__Requirement__. Please copy each line of the listing below in which the word "iter" appears.

□ □ □ □ □

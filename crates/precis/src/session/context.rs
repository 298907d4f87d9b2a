//! Per-request tensors shared between the encoder and every decoding step.

use std::any::Any;
use std::fmt;
use std::sync::OnceLock;

use ndarray::{Array2, Array3, ArrayView2};

use super::types::{SessionError, SessionResult};

/// The encoder output for one request.
///
/// Built once after the encoder runs and then only ever borrowed: every
/// decoding step reads the same hidden states and validity mask. A decoder
/// backend that needs the tensors in its own format converts them once via
/// [`EncoderContext::prepared`] and reuses the result for later steps.
pub struct EncoderContext {
    /// Shape: `[1, src_len, hidden]`.
    hidden_states: Array3<f32>,
    /// Shape: `[1, src_len]`; `1` marks real tokens, `0` padding.
    attention_mask: Array2<i64>,
    prepared: OnceLock<Box<dyn Any + Send + Sync>>,
}

impl EncoderContext {
    /// Pair encoder hidden states with the source validity mask.
    ///
    /// Both must have batch size 1 and agree on the source length.
    pub fn new(hidden_states: Array3<f32>, attention_mask: Array2<i64>) -> SessionResult<Self> {
        let (batch, src_len, _hidden) = hidden_states.dim();
        if batch != 1 {
            return Err(SessionError::ShapeMismatch {
                name: "encoder_hidden_states".to_string(),
                expected: "[1, src_len, hidden]".to_string(),
                found: hidden_states.shape().to_vec(),
            });
        }
        if attention_mask.dim() != (1, src_len) {
            return Err(SessionError::ShapeMismatch {
                name: "encoder_attention_mask".to_string(),
                expected: format!("[1, {}]", src_len),
                found: attention_mask.shape().to_vec(),
            });
        }
        Ok(Self {
            hidden_states,
            attention_mask,
            prepared: OnceLock::new(),
        })
    }

    /// Backend-specific form of this context, built by `init` on first use.
    ///
    /// Later calls return the stored value without running `init`. Only one
    /// backend type can be stored per context; asking for another fails.
    pub fn prepared<T, F>(&self, init: F) -> SessionResult<&T>
    where
        T: Any + Send + Sync,
        F: FnOnce(&Self) -> SessionResult<T>,
    {
        if self.prepared.get().is_none() {
            let value = init(self)?;
            // On a lost race the first stored value is kept.
            let _ = self.prepared.set(Box::new(value));
        }
        self.prepared
            .get()
            .and_then(|value| value.downcast_ref::<T>())
            .ok_or_else(|| {
                SessionError::inference(anyhow::anyhow!(
                    "encoder context already prepared for a different backend"
                ))
            })
    }

    pub fn hidden_states(&self) -> &Array3<f32> {
        &self.hidden_states
    }

    pub fn attention_mask(&self) -> &Array2<i64> {
        &self.attention_mask
    }

    /// Number of source positions, padding included.
    pub fn source_len(&self) -> usize {
        self.hidden_states.dim().1
    }

    pub fn hidden_size(&self) -> usize {
        self.hidden_states.dim().2
    }
}

impl fmt::Debug for EncoderContext {
    fn fmt(&self, f: &mut fmt::Formatter<'_>) -> fmt::Result {
        f.debug_struct("EncoderContext")
            .field("hidden_states", &self.hidden_states.shape())
            .field("attention_mask", &self.attention_mask.shape())
            .field("prepared", &self.prepared.get().is_some())
            .finish()
    }
}

/// Everything a decoder session receives for one step.
#[derive(Debug, Clone, Copy)]
pub struct DecoderInput<'a> {
    /// Tokens generated so far, seed token first. Shape: `[1, seq]`.
    pub input_ids: ArrayView2<'a, u32>,
    /// All ones, same shape as `input_ids`.
    pub attention_mask: ArrayView2<'a, i64>,
    /// Encoder output for this request.
    pub encoder: &'a EncoderContext,
}

impl DecoderInput<'_> {
    /// Current decoder sequence length.
    pub fn seq_len(&self) -> usize {
        self.input_ids.dim().1
    }

    /// The most recently appended token.
    pub fn last_token(&self) -> Option<u32> {
        self.input_ids.iter().last().copied()
    }
}
//! Tests for the Summarizer module.

use std::sync::{Arc, Mutex};

use ndarray::{Array3, ArrayView2};

use super::*;
use crate::codec::{CodecOptions, TokenizerCodec};
use crate::common::CancellationToken;
use crate::generation::{GenerationConfig, GenerationError};
use crate::model::{ModelBundle, ModelConfig};
use crate::session::{DecoderInput, DecoderSession, EncoderSession, SessionError, SessionResult};
use crate::testing::{WORD_MODEL_CONFIG_JSON, word_tokenizer};

// =============================================================================
// Fixtures
// =============================================================================

const START: u32 = 0;
const EOS: u32 = 1;
const VOCAB: usize = 9;

fn codec() -> TokenizerCodec {
    let config = ModelConfig::from_json(WORD_MODEL_CONFIG_JSON).unwrap();
    TokenizerCodec::new(
        word_tokenizer(),
        config.special_tokens(),
        CodecOptions {
            max_input_length: 16,
            pad_to_max_length: false,
        },
    )
    .unwrap()
}

/// Encoder returning zeros and remembering the ids it was given.
#[derive(Default)]
struct RecordingEncoder {
    seen: Arc<Mutex<Vec<Vec<u32>>>>,
    fail: bool,
    bad_batch: bool,
}

impl EncoderSession for RecordingEncoder {
    fn encode(
        &self,
        input_ids: ArrayView2<'_, u32>,
        _attention_mask: ArrayView2<'_, i64>,
    ) -> SessionResult<Array3<f32>> {
        self.seen
            .lock()
            .unwrap()
            .push(input_ids.iter().copied().collect());
        if self.fail {
            return Err(SessionError::inference(anyhow::anyhow!("encoder fault")));
        }
        let batch = if self.bad_batch { 2 } else { 1 };
        Ok(Array3::zeros((batch, input_ids.dim().1, 4)))
    }
}

/// Decoder emitting `script[step]`, or failing when the script runs out.
struct ScriptedDecoder {
    script: Vec<u32>,
}

impl DecoderSession for ScriptedDecoder {
    fn decode(&self, input: &DecoderInput<'_>) -> SessionResult<Array3<f32>> {
        let step = input.seq_len() - 1;
        let token = *self
            .script
            .get(step)
            .ok_or_else(|| SessionError::inference(anyhow::anyhow!("script exhausted")))?;
        let mut logits = Array3::zeros((1, input.seq_len(), VOCAB));
        logits[[0, input.seq_len() - 1, token as usize]] = 1.0;
        Ok(logits)
    }
}

fn builder_with(encoder: RecordingEncoder, script: &[u32]) -> SummarizerBuilder {
    SummarizerBuilder::new(
        Box::new(codec()),
        Box::new(encoder),
        Box::new(ScriptedDecoder {
            script: script.to_vec(),
        }),
        GenerationConfig::new(START, EOS)
            .with_min_length(0)
            .with_max_length(20),
    )
}

fn summarizer(script: &[u32]) -> Summarizer {
    builder_with(RecordingEncoder::default(), script)
        .build()
        .unwrap()
}

// =============================================================================
// Summarize
// =============================================================================

mod summarize_tests {
    use super::*;

    #[test]
    fn test_summarize_decodes_generated_tokens() {
        let s = summarizer(&[4, 5, 6, EOS]);
        assert_eq!(s.summarize("the cat sat on the mat").unwrap(), "the cat sat");
    }

    #[test]
    fn test_generate_ids_keeps_start_and_eos() {
        let s = summarizer(&[5, EOS]);
        let ids = s
            .generate_ids("the cat", &CancellationToken::never())
            .unwrap();
        assert_eq!(ids, vec![START, 5, EOS]);
    }

    #[test]
    fn test_only_eos_gives_empty_summary() {
        let s = summarizer(&[EOS]);
        assert_eq!(s.summarize("the cat").unwrap(), "");
    }

    #[test]
    fn test_prefix_is_encoded_with_input() {
        let encoder = RecordingEncoder::default();
        let seen = encoder.seen.clone();
        let s = builder_with(encoder, &[4, EOS])
            .prompt_prefix("summarize: ")
            .build()
            .unwrap();

        s.summarize("  the cat  ").unwrap();
        assert_eq!(seen.lock().unwrap().as_slice(), &[vec![3, 4, 5]]);
    }

    #[test]
    fn test_summarizer_is_reusable() {
        let s = summarizer(&[8, EOS]);
        assert_eq!(s.summarize("the mat").unwrap(), "mat");
        assert_eq!(s.summarize("the cat").unwrap(), "mat");
    }
}

// =============================================================================
// Errors
// =============================================================================

mod error_tests {
    use super::*;

    #[test]
    fn test_empty_input_never_reaches_encoder() {
        let encoder = RecordingEncoder::default();
        let seen = encoder.seen.clone();
        let s = builder_with(encoder, &[EOS]).build().unwrap();

        assert!(matches!(s.summarize(""), Err(SummarizerError::EmptyInput)));
        assert!(matches!(s.summarize(" \n\t"), Err(SummarizerError::EmptyInput)));
        assert!(seen.lock().unwrap().is_empty());
    }

    #[test]
    fn test_encoder_failure() {
        let encoder = RecordingEncoder {
            fail: true,
            ..Default::default()
        };
        let s = builder_with(encoder, &[EOS]).build().unwrap();
        assert!(matches!(
            s.summarize("the cat"),
            Err(SummarizerError::Encoder(SessionError::Inference(_)))
        ));
    }

    #[test]
    fn test_encoder_bad_shape() {
        let encoder = RecordingEncoder {
            bad_batch: true,
            ..Default::default()
        };
        let s = builder_with(encoder, &[EOS]).build().unwrap();
        assert!(matches!(
            s.summarize("the cat"),
            Err(SummarizerError::Encoder(SessionError::ShapeMismatch { .. }))
        ));
    }

    #[test]
    fn test_decoder_failure_returns_no_summary() {
        // Script runs out at step 2 with no eos produced.
        let s = summarizer(&[4, 5]);
        let err = s.summarize("the cat").unwrap_err();

        assert!(matches!(
            err,
            SummarizerError::Generation(GenerationError::Decoder { step: 2, .. })
        ));
        assert!(!err.is_cancelled());
    }

    #[test]
    fn test_cancelled_summarize() {
        let s = summarizer(&[4, EOS]);
        let err = s
            .summarize_with_cancellation("the cat", &CancellationToken::already_cancelled())
            .unwrap_err();
        assert!(err.is_cancelled());
    }

    #[test]
    fn test_error_is_send_sync() {
        fn assert_send_sync<T: Send + Sync>() {}
        assert_send_sync::<SummarizerError>();
        assert_send_sync::<Summarizer>();
    }
}

// =============================================================================
// Builder
// =============================================================================

mod builder_tests {
    use super::*;

    #[test]
    fn test_length_presets() {
        let s = builder_with(RecordingEncoder::default(), &[EOS])
            .short()
            .build()
            .unwrap();
        assert_eq!(s.generation_config().min_length, 30);
        assert_eq!(s.generation_config().max_length, 60);

        let s = builder_with(RecordingEncoder::default(), &[EOS])
            .medium()
            .build()
            .unwrap();
        assert_eq!(s.generation_config().min_length, 50);
        assert_eq!(s.generation_config().max_length, 150);

        let s = builder_with(RecordingEncoder::default(), &[EOS])
            .long()
            .build()
            .unwrap();
        assert_eq!(s.generation_config().min_length, 100);
        assert_eq!(s.generation_config().max_length, 300);
    }

    #[test]
    fn test_build_rejects_min_above_max() {
        let result = builder_with(RecordingEncoder::default(), &[EOS])
            .min_length(10)
            .max_length(5)
            .build();
        assert!(matches!(result, Err(SummarizerError::InvalidConfig(_))));
    }

    #[test]
    fn test_format_prompt() {
        let s = builder_with(RecordingEncoder::default(), &[EOS])
            .prompt_prefix("summarize: ")
            .build()
            .unwrap();

        assert_eq!(
            s.format_prompt("  some text \n").as_deref(),
            Some("summarize: some text")
        );
        assert_eq!(s.format_prompt("   "), None);
        assert_eq!(s.prompt_prefix(), "summarize: ");
    }

    #[test]
    fn test_from_bundle_uses_model_defaults() {
        let config = ModelConfig::from_json(WORD_MODEL_CONFIG_JSON).unwrap();
        let bundle = ModelBundle {
            config,
            codec: codec(),
            encoder: Box::new(RecordingEncoder::default()),
            decoder: Box::new(ScriptedDecoder { script: vec![EOS] }),
        };

        let s = SummarizerBuilder::from_bundle(bundle).build().unwrap();
        assert_eq!(s.prompt_prefix(), "summarize: ");
        assert_eq!(s.generation_config().start_id, START);
        assert_eq!(s.generation_config().eos_id, EOS);
        assert_eq!(s.generation_config().max_length, 100);
        assert_eq!(s.generation_config().min_length, 30);
    }
}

□ □ □ □ □

__Task response__.
        self.input_ids.iter().last().copied()
            .push(input_ids.iter().copied().collect());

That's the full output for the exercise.